Les catholiques entendent le mémorial (anam­nèse) et l’invocation de l’Esprit (épiclèse) au sens fort. Dans [le sacerdoce], l’Église ne fait pas seulement mémoire de la Passion et de la Ré­surrection du Christ Jésus, elle « présente aussi au Père l’offrande de son Fils qui nous récon­cilie avec Lui ». Les catholiques croient que [le sacerdoce]… représente (rend présent) [le sa­cerdoce] du Christ accompli une fois pour toutes… Dans la célébration liturgique des événements de la Passion du Christ, ceux-ci « deviennent d’une certaine façon présents et réels ». Pour les catholiques, [le sacerdoce] du Christ… et [le sacerdoce ministériel] sont un unique [sacerdoce], et non la répétition ou la multiplication de [ce sacerdoce]. En représen­tant (et non en répétant) [le sacerdoce du Christ] au moyen de l’anamnèse, l’Église est unie [au sacerdoce] du Christ par le Christ lui-même, agissant en la personne d’un ministre ordonné. L’Église invoque l’Esprit Saint (épi­clèse) pour qu’il change [le baptisé] en [un prêtre ministériel][42].

Cette petite expérience montre, me semble-t-il, que le dialogue entre catholiques et baptistes, tel qu’il est rapporté dans ce document, offre de précieuses occa­sions pour explorer d’autres questions restées sans ré­ponse à ce jour. C’est pourquoi je suggère d’approfondir le thème du sacerdoce dans un prochain dialogue.

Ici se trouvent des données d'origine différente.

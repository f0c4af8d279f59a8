//! Countdown timer engine.
//!
//! The engine is a wall-clock-based state machine. It does not use internal
//! threads or a run loop - the host calls `tick()` at whatever cadence suits
//! its display and `resync()` whenever it regains the foreground.
//!
//! ## State Transitions
//!
//! ```text
//! Idle -> Running <-> Paused
//!            |
//!            v
//!        Complete -> (reset) -> Idle
//! ```
//!
//! Remaining time is always recomputed from a fixed target end instant,
//! never decremented per tick. A suspension of any length between two ticks
//! therefore cannot make the display drift from wall-clock truth: the next
//! tick (or an explicit resync) lands on the correct value, clamped at zero.

use chrono::{DateTime, Duration, Utc};
use serde::{Deserialize, Serialize};

use crate::events::Event;

#[derive(Debug, Clone, Copy, PartialEq, Eq, Serialize, Deserialize)]
#[serde(rename_all = "lowercase")]
pub enum TimerState {
    Idle,
    Running,
    Paused,
    Complete,
}

/// Countdown timer state machine.
///
/// Serializable so a host may persist it across process suspensions; on
/// reload a single `resync()` restores the true remaining time.
#[derive(Debug, Clone, Serialize, Deserialize)]
pub struct TimerEngine {
    state: TimerState,
    total_ms: u64,
    remaining_ms: u64,
    /// Fixed end instant while Running; `None` otherwise.
    #[serde(default)]
    target_end: Option<DateTime<Utc>>,
}

impl TimerEngine {
    pub fn new() -> Self {
        Self {
            state: TimerState::Idle,
            total_ms: 0,
            remaining_ms: 0,
            target_end: None,
        }
    }

    // ── Queries ──────────────────────────────────────────────────────

    pub fn state(&self) -> TimerState {
        self.state
    }

    pub fn is_running(&self) -> bool {
        self.state == TimerState::Running
    }

    pub fn is_complete(&self) -> bool {
        self.state == TimerState::Complete
    }

    pub fn total_ms(&self) -> u64 {
        self.total_ms
    }

    pub fn remaining_ms(&self) -> u64 {
        self.remaining_ms
    }

    /// Fraction of the session still to run, from 1.0 (full) to 0.0 (done).
    ///
    /// Defined as 1.0 when the total duration is zero.
    pub fn progress(&self) -> f64 {
        if self.total_ms == 0 {
            return 1.0;
        }
        (self.remaining_ms as f64 / self.total_ms as f64).clamp(0.0, 1.0)
    }

    /// Remaining time as M:SS (e.g., "9:05").
    pub fn formatted_time(&self) -> String {
        let secs = self.remaining_ms / 1000;
        format!("{}:{:02}", secs / 60, secs % 60)
    }

    /// Remaining time as MM:SS (e.g., "09:05").
    pub fn formatted_time_full(&self) -> String {
        let secs = self.remaining_ms / 1000;
        format!("{:02}:{:02}", secs / 60, secs % 60)
    }

    /// Build a full state snapshot event.
    pub fn snapshot(&self, now: DateTime<Utc>) -> Event {
        Event::StateSnapshot {
            state: self.state,
            remaining_ms: self.remaining_ms,
            total_ms: self.total_ms,
            progress: self.progress(),
            at: now,
        }
    }

    // ── Commands ─────────────────────────────────────────────────────

    /// Start a countdown from any state.
    ///
    /// A non-positive duration completes immediately with zero remaining;
    /// it is not an error.
    pub fn start(&mut self, duration_secs: i64, now: DateTime<Utc>) -> Event {
        let total_ms = (duration_secs.max(0) as u64).saturating_mul(1000);
        self.total_ms = total_ms;
        if total_ms == 0 {
            self.remaining_ms = 0;
            self.target_end = None;
            self.state = TimerState::Complete;
            return Event::TimerCompleted {
                duration_secs: 0,
                at: now,
            };
        }
        self.remaining_ms = total_ms;
        self.target_end = Some(target_after(now, total_ms));
        self.state = TimerState::Running;
        Event::TimerStarted {
            duration_secs: duration_secs as u64,
            at: now,
        }
    }

    /// Recompute remaining time from the target instant. Running only.
    ///
    /// Returns the completion event when the target has passed.
    pub fn tick(&mut self, now: DateTime<Utc>) -> Option<Event> {
        if self.state != TimerState::Running {
            return None;
        }
        let target = self.target_end?;
        let left = target.signed_duration_since(now).num_milliseconds();
        if left <= 0 {
            self.remaining_ms = 0;
            self.target_end = None;
            self.state = TimerState::Complete;
            return Some(Event::TimerCompleted {
                duration_secs: self.total_ms / 1000,
                at: now,
            });
        }
        self.remaining_ms = left as u64;
        None
    }

    /// Foreground-regained hook: identical to a tick.
    ///
    /// Hosts call this whenever execution resumes after a suspension so the
    /// displayed remaining time matches the wall clock before the next
    /// scheduled sample.
    pub fn resync(&mut self, now: DateTime<Utc>) -> Option<Event> {
        self.tick(now)
    }

    /// Pause, retaining remaining time as of `now`. No-op unless Running.
    pub fn pause(&mut self, now: DateTime<Utc>) -> Option<Event> {
        if self.state != TimerState::Running {
            return None;
        }
        if let Some(event) = self.tick(now) {
            // Already expired; the completion wins over the pause.
            return Some(event);
        }
        self.state = TimerState::Paused;
        self.target_end = None;
        Some(Event::TimerPaused {
            remaining_ms: self.remaining_ms,
            at: now,
        })
    }

    /// Resume from Paused with the remaining time captured at pause.
    ///
    /// The pause length does not matter: the target instant is recomputed
    /// from `now`, so no paused time is ever lost.
    pub fn resume(&mut self, now: DateTime<Utc>) -> Option<Event> {
        if self.state != TimerState::Paused || self.remaining_ms == 0 {
            return None;
        }
        self.target_end = Some(target_after(now, self.remaining_ms));
        self.state = TimerState::Running;
        Some(Event::TimerResumed {
            remaining_ms: self.remaining_ms,
            at: now,
        })
    }

    /// Return to Idle with the full duration restored. Idempotent.
    pub fn reset(&mut self, now: DateTime<Utc>) -> Event {
        self.state = TimerState::Idle;
        self.remaining_ms = self.total_ms;
        self.target_end = None;
        Event::TimerReset { at: now }
    }
}

impl Default for TimerEngine {
    fn default() -> Self {
        Self::new()
    }
}

/// Target instant `remaining_ms` after `now`, pinned at the calendar
/// maximum instead of overflowing for absurd durations.
fn target_after(now: DateTime<Utc>, remaining_ms: u64) -> DateTime<Utc> {
    let millis = remaining_ms.min(i64::MAX as u64) as i64;
    now.checked_add_signed(Duration::milliseconds(millis))
        .unwrap_or(DateTime::<Utc>::MAX_UTC)
}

Un autre problème implicite relatif à la doctrine de Dieu se présente au paragraphe 130, où il est dit que les offices du sacerdoce limiteraient d’une certaine façon la souveraineté du Christ. Voici ce que dit Barron à ce propos :

Ce qui a été mal élaboré (et même oublié dans la plupart des cas) par les penseurs modernes, c’est cette vision biblique dynamique de Dieu qui rayonnait dans la pensée chrétienne du moyen âge, et qui permettait d’affirmer à la fois la pleine divinité de Dieu et le plein épanouis­sement du sujet humain dans son rapport avec Dieu. C’est la vision d’un Dieu Créateur de toute chose, une réalité dont la modalité d’existence diffère de celle de toute créature ou ensemble de créatures, autrement autre que le non-divin et donc capable d’avoir avec le non-divin un rapport très intime et non invasif[43].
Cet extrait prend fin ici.